YOUR TASK
Every line holding the string "join" should be copied out of the listing.

INPUT MATERIAL
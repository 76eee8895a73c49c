use serde::{Deserialize, Serialize};
use std::collections::{BTreeMap, BTreeSet};
use std::fmt;

use crate::domain::value::CellValue;
use crate::domain::value_objects::ExcludedColumns;

/// Column metadata as reported by schema introspection.
#[derive(Debug, Clone, PartialEq, Serialize, Deserialize)]
pub struct ColumnSpec {
    pub name: String,
    /// Declared SQL type, verbatim (`INTEGER`, `varchar(50)`, `uuid`, …).
    #[serde(rename = "type", default)]
    pub declared_type: String,
    #[serde(default = "default_nullable")]
    pub nullable: bool,
    #[serde(default)]
    pub default: Option<CellValue>,
    #[serde(default)]
    pub is_primary_key: bool,
}

fn default_nullable() -> bool {
    true
}

impl ColumnSpec {
    pub fn new(name: &str, declared_type: &str) -> Self {
        Self {
            name: name.to_string(),
            declared_type: declared_type.to_string(),
            nullable: true,
            default: None,
            is_primary_key: false,
        }
    }

    pub fn primary_key(mut self) -> Self {
        self.is_primary_key = true;
        self.nullable = false;
        self
    }

    /// `true` when the declared type names an integer storage class.
    pub fn is_integer_type(&self) -> bool {
        is_integer_type_name(&self.declared_type)
    }
}

const INTEGER_TYPES: &[&str] = &[
    "INT", "INTEGER", "TINYINT", "SMALLINT", "MEDIUMINT", "BIGINT", "INT2", "INT4", "INT8",
    "SERIAL", "SMALLSERIAL", "BIGSERIAL",
];

/// Whether a declared SQL type is an integer type: `int(11) unsigned`,
/// `UNSIGNED BIG INT` and `bigserial` are, `interval` and `point` are not.
pub fn is_integer_type_name(declared: &str) -> bool {
    declared
        .split(|c: char| c == '(' || c == ')' || c == ',' || c.is_whitespace())
        .any(|token| INTEGER_TYPES.contains(&token.to_uppercase().as_str()))
}

/// Why a column takes part in (or is kept out of) matching and diffing.
#[derive(Debug, Clone, Copy, PartialEq, Eq, Hash, PartialOrd, Ord, Serialize, Deserialize)]
#[serde(rename_all = "snake_case")]
pub enum ColumnClassification {
    Business,
    Uuid,
    Timestamp,
    AuditMetadata,
    Sequence,
    UserExcluded,
}

impl fmt::Display for ColumnClassification {
    fn fmt(&self, f: &mut fmt::Formatter<'_>) -> fmt::Result {
        let label = match self {
            ColumnClassification::Business => "business",
            ColumnClassification::Uuid => "uuid",
            ColumnClassification::Timestamp => "timestamp",
            ColumnClassification::AuditMetadata => "audit_metadata",
            ColumnClassification::Sequence => "sequence",
            ColumnClassification::UserExcluded => "user_excluded",
        };
        f.write_str(label)
    }
}

/// Classifier output for one table.
///
/// A column can fall into several categories; `categories` keeps every match,
/// `classification` keeps the first one in precedence order
/// (UserExcluded, Uuid, Timestamp, AuditMetadata, Sequence), and `excluded`
/// is the deduplicated union the matcher works with.
#[derive(Debug, Clone, Default, PartialEq, Serialize)]
pub struct TableClassification {
    pub excluded: BTreeSet<String>,
    pub uuid_columns: BTreeSet<String>,
    pub classification: BTreeMap<String, ColumnClassification>,
    pub categories: BTreeMap<ColumnClassification, BTreeSet<String>>,
}

impl TableClassification {
    pub fn columns_in(&self, category: ColumnClassification) -> Vec<&str> {
        self.categories
            .get(&category)
            .map(|cols| cols.iter().map(String::as_str).collect())
            .unwrap_or_default()
    }

    pub fn is_excluded(&self, column: &str) -> bool {
        self.excluded.contains(column)
    }

    pub fn excluded_columns(&self) -> ExcludedColumns {
        ExcludedColumns(self.excluded.clone())
    }

    /// One-line, human-readable description of what is left out of the comparison.
    pub fn summary(&self) -> String {
        let labels = [
            (ColumnClassification::Uuid, "UUID columns"),
            (ColumnClassification::Timestamp, "Timestamp columns"),
            (ColumnClassification::AuditMetadata, "Metadata columns"),
            (ColumnClassification::Sequence, "Sequence columns"),
            (ColumnClassification::UserExcluded, "User-excluded columns"),
        ];

        let parts: Vec<String> = labels
            .iter()
            .filter_map(|(category, label)| {
                let cols = self.columns_in(*category);
                (!cols.is_empty()).then(|| format!("{}: {}", label, cols.join(", ")))
            })
            .collect();

        if parts.is_empty() {
            "No columns excluded from comparison".to_string()
        } else {
            format!("Excluded from comparison - {}", parts.join("; "))
        }
    }
}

SOLUTION TO THIS EXERCISE
                (!cols.is_empty()).then(|| format!("{}: {}", label, cols.join(", ")))
            format!("Excluded from comparison - {}", parts.join("; "))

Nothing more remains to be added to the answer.